§ Data in this exercise
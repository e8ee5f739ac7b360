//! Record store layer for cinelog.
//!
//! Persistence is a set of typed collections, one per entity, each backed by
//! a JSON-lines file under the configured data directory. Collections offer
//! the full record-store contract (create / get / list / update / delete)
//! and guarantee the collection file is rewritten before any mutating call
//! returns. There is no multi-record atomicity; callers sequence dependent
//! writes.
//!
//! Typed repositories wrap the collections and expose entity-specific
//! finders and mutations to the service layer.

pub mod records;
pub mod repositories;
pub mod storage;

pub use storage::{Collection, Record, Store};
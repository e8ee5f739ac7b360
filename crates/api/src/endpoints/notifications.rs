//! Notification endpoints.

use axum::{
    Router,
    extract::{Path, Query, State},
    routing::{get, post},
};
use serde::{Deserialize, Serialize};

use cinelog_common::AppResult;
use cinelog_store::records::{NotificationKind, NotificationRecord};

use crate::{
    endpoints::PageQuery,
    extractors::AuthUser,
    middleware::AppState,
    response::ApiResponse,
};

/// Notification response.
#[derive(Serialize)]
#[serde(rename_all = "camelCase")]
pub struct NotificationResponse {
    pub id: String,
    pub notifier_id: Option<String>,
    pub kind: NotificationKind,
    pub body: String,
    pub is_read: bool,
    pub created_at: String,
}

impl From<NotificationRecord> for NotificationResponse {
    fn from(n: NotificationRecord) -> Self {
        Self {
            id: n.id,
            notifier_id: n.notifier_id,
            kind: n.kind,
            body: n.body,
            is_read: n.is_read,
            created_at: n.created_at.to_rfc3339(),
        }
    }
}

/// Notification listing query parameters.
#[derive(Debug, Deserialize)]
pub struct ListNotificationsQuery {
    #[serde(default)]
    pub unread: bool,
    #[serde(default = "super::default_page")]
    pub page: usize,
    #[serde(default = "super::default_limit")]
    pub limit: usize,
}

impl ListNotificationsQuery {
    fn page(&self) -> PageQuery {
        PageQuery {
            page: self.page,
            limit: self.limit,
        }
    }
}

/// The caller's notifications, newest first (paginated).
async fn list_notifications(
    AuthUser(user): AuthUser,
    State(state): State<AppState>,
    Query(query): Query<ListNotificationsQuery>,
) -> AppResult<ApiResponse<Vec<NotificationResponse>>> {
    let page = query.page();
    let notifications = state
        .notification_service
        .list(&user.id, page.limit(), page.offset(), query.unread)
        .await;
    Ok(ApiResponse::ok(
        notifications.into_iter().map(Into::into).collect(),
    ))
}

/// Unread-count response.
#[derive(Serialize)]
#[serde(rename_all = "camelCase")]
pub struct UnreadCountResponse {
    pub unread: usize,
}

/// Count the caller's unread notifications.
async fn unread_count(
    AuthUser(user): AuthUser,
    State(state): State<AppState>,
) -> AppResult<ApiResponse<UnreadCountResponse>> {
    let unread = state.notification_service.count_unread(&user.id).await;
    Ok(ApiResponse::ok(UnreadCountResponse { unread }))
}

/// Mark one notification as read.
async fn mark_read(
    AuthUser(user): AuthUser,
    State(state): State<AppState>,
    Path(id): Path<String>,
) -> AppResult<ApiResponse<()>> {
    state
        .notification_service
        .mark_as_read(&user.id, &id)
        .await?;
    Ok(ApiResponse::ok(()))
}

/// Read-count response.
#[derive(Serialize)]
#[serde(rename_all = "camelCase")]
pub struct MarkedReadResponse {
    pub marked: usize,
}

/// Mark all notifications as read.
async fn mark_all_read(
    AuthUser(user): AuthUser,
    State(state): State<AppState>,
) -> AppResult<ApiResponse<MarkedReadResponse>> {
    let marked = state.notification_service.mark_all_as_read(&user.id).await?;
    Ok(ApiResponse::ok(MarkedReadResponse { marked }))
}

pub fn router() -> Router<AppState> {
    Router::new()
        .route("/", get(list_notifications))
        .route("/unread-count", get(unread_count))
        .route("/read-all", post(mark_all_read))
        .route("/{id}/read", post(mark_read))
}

---

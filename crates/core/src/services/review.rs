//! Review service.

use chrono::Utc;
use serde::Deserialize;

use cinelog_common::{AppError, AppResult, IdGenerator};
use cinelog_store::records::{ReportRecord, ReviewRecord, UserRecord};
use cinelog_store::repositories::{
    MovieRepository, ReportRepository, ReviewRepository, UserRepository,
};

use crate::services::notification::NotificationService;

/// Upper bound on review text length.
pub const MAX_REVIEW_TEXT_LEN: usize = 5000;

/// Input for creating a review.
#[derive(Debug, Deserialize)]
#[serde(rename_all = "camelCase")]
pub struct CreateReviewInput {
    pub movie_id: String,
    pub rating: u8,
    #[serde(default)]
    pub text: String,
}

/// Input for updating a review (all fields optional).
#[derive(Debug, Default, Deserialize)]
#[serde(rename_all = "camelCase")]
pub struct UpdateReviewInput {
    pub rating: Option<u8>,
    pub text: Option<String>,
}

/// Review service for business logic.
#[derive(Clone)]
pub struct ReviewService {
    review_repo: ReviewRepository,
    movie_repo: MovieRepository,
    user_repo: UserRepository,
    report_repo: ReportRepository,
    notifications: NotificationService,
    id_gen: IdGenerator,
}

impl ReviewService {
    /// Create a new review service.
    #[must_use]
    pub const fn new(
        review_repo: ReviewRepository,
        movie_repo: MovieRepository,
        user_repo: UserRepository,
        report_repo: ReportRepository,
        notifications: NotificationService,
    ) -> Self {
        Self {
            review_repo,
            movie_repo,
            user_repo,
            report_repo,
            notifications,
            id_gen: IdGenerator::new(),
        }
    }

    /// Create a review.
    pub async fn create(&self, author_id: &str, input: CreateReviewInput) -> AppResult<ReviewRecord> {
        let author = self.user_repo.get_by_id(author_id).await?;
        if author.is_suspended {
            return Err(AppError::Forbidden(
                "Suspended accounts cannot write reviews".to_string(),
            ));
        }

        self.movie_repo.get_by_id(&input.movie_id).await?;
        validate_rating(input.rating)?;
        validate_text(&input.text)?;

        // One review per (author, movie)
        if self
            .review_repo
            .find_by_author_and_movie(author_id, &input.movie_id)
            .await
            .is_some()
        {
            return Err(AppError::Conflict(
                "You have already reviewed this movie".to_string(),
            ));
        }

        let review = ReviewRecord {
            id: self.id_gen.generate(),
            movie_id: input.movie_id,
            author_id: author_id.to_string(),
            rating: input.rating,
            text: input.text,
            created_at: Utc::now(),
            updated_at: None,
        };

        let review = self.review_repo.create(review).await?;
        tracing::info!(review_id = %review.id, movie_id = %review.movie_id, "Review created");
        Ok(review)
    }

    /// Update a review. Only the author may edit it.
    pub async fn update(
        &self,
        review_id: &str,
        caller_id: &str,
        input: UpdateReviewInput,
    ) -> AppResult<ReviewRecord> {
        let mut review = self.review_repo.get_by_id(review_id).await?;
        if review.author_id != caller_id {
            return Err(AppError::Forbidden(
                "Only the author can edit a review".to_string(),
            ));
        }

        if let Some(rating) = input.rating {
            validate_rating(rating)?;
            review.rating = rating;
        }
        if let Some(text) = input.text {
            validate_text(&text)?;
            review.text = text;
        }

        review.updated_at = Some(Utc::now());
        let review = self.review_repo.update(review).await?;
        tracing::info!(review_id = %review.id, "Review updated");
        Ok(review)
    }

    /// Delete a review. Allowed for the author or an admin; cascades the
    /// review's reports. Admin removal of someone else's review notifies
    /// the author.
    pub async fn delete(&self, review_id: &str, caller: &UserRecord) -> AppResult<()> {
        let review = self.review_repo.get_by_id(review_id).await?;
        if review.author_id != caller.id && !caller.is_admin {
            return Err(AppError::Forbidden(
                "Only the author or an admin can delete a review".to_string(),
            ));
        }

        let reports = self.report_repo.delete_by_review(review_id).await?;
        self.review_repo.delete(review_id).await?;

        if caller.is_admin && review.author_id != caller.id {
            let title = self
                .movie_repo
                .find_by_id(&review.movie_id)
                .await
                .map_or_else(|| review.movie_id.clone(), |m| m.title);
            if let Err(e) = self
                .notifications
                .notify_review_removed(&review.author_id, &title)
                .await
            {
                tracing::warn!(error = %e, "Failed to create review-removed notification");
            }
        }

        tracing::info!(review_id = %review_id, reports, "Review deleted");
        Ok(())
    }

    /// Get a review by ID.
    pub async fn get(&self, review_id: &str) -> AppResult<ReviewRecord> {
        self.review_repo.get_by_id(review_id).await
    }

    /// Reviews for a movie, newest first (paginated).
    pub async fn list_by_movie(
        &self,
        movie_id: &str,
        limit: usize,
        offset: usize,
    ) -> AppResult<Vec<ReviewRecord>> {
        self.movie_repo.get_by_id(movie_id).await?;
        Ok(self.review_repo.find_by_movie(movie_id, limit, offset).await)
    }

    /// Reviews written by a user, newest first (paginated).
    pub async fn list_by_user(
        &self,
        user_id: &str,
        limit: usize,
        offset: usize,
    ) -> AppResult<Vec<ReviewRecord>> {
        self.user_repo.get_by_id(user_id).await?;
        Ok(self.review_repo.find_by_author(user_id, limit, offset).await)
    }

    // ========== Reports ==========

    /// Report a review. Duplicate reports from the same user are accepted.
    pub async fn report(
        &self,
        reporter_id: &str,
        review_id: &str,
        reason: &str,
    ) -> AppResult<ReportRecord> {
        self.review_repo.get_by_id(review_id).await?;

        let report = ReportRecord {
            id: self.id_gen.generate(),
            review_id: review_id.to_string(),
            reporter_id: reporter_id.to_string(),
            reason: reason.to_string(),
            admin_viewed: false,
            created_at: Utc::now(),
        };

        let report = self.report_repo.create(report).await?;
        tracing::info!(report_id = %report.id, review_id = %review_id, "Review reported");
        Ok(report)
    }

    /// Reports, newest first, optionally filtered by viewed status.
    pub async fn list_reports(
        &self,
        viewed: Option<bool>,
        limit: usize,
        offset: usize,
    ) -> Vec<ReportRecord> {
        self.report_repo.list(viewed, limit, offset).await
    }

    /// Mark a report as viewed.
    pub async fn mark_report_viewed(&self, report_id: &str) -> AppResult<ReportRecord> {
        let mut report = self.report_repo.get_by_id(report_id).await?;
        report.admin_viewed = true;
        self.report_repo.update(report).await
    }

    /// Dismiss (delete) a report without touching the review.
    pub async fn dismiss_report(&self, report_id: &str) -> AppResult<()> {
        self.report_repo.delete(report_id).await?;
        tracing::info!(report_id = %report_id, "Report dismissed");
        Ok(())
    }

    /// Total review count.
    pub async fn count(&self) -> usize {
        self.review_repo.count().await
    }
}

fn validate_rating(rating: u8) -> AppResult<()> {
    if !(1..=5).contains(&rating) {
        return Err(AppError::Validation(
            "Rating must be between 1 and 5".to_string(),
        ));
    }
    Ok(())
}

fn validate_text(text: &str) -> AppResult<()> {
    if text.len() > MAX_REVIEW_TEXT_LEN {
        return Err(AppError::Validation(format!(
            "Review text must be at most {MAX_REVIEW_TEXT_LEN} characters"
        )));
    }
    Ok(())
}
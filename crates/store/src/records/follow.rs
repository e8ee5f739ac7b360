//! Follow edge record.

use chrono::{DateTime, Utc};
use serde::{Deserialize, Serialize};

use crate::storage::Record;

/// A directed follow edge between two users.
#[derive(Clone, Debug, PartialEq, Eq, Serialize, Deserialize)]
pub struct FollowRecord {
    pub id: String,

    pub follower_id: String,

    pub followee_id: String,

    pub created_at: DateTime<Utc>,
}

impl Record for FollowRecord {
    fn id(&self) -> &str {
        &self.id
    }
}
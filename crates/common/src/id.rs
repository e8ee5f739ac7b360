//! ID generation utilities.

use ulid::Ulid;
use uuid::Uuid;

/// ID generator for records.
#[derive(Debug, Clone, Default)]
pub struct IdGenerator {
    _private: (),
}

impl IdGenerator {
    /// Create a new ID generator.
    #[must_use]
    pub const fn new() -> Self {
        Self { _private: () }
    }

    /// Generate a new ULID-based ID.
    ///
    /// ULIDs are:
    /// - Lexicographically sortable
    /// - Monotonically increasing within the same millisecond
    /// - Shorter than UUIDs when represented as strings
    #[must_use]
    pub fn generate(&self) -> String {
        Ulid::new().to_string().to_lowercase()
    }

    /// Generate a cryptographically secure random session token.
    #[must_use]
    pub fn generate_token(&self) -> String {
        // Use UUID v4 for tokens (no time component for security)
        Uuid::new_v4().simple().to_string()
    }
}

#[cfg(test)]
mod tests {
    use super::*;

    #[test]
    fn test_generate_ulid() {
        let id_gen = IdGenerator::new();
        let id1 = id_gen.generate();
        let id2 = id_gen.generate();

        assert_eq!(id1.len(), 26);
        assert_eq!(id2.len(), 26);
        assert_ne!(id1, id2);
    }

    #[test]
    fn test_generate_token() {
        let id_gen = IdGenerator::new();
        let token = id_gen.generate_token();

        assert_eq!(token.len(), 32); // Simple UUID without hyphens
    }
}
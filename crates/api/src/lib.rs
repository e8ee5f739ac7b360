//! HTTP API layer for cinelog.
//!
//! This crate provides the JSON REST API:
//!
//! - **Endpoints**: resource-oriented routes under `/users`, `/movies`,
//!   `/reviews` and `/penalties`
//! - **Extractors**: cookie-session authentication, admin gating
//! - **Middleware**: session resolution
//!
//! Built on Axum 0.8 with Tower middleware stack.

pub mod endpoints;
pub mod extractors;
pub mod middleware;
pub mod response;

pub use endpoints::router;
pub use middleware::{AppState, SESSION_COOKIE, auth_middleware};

* * *

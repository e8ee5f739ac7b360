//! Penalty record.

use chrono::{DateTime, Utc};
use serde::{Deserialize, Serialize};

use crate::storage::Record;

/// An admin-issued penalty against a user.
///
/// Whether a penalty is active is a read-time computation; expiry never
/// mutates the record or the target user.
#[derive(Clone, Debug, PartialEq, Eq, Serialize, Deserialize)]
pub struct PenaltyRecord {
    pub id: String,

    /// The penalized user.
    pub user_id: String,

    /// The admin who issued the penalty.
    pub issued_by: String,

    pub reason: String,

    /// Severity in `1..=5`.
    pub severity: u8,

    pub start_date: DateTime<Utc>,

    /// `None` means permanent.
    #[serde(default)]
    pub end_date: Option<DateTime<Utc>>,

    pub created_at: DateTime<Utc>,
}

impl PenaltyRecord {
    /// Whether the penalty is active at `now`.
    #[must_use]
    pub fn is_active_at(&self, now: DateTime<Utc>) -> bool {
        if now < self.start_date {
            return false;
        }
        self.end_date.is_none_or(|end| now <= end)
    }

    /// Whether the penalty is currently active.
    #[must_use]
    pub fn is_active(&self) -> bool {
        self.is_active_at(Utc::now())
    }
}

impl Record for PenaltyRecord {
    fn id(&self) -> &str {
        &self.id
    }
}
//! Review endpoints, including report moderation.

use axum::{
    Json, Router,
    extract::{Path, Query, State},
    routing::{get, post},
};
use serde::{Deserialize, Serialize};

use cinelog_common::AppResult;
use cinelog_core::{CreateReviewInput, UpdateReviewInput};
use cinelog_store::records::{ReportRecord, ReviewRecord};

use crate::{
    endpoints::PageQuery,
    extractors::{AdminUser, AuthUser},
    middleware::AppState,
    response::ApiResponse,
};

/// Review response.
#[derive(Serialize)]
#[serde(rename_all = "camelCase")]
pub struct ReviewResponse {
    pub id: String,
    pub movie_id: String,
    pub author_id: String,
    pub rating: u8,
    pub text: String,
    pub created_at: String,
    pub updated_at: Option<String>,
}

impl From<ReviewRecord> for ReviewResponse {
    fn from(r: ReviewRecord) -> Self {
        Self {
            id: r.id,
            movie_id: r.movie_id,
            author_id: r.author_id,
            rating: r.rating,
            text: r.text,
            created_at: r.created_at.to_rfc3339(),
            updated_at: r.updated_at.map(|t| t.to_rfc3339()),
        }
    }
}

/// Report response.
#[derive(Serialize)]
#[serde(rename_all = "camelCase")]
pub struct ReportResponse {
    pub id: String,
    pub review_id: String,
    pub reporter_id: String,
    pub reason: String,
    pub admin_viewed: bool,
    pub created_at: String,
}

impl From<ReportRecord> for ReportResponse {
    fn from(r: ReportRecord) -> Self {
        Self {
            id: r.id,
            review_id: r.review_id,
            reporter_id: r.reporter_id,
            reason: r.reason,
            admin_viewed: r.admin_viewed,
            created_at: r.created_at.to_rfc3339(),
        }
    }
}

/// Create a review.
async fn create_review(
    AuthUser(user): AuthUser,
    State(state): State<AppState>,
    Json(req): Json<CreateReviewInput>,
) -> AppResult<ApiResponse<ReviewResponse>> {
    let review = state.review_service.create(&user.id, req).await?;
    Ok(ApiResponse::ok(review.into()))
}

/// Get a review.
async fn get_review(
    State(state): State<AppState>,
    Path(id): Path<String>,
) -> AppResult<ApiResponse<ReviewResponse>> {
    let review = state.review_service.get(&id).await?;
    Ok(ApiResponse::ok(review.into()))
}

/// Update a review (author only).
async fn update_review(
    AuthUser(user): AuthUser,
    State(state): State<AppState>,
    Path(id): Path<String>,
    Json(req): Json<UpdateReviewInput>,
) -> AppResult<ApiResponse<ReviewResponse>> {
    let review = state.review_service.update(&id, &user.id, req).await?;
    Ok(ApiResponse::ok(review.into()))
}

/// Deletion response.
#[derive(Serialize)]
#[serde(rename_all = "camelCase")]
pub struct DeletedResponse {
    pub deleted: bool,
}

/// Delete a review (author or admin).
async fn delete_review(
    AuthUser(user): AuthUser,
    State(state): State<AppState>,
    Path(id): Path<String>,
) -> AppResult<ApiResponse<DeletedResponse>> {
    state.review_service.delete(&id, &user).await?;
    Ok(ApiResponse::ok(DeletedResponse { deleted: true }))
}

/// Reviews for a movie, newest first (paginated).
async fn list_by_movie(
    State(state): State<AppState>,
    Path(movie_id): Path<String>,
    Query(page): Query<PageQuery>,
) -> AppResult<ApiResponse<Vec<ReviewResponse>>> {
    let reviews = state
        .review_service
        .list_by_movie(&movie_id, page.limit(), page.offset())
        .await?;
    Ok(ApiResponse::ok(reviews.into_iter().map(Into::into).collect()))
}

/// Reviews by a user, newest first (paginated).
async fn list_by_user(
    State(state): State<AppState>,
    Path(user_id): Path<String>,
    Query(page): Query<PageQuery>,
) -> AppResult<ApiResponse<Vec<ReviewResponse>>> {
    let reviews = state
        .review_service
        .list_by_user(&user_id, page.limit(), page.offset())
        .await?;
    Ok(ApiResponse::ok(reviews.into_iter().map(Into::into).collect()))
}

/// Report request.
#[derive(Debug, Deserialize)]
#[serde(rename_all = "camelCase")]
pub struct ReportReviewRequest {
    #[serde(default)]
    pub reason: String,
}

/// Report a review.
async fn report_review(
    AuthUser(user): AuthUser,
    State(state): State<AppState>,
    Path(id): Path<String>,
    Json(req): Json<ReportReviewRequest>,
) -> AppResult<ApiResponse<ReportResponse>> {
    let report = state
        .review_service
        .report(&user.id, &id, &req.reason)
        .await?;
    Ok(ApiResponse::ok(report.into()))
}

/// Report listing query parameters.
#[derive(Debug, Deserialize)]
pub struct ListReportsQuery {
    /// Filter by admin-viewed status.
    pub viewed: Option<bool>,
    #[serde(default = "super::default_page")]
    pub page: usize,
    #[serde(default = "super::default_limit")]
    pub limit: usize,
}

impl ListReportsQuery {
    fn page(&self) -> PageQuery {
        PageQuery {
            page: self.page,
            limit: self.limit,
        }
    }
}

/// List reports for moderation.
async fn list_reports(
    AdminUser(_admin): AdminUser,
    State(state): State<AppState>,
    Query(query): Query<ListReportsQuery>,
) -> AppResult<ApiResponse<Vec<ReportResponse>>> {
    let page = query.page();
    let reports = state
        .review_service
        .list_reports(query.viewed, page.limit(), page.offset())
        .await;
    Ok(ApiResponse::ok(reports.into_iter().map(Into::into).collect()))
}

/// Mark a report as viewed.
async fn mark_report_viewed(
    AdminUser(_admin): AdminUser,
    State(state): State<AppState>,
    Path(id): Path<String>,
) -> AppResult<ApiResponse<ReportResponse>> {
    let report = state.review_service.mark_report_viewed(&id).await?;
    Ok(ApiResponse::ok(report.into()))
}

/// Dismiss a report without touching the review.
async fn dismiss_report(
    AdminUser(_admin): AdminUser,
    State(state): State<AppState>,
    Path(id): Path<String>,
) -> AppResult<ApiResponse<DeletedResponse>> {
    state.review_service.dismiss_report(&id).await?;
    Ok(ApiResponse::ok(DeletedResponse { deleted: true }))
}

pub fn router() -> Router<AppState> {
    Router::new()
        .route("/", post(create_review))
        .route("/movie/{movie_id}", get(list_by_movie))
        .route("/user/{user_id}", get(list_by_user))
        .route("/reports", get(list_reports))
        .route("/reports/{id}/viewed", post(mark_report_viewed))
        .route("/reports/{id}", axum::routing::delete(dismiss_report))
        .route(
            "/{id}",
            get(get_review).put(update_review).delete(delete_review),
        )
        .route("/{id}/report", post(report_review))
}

§ Activity
Copy out each line of the records where the word "title" appears.

§ Output of the task
            let title = self
                .map_or_else(|| review.movie_id.clone(), |m| m.title);
                .notify_review_removed(&review.author_id, &title)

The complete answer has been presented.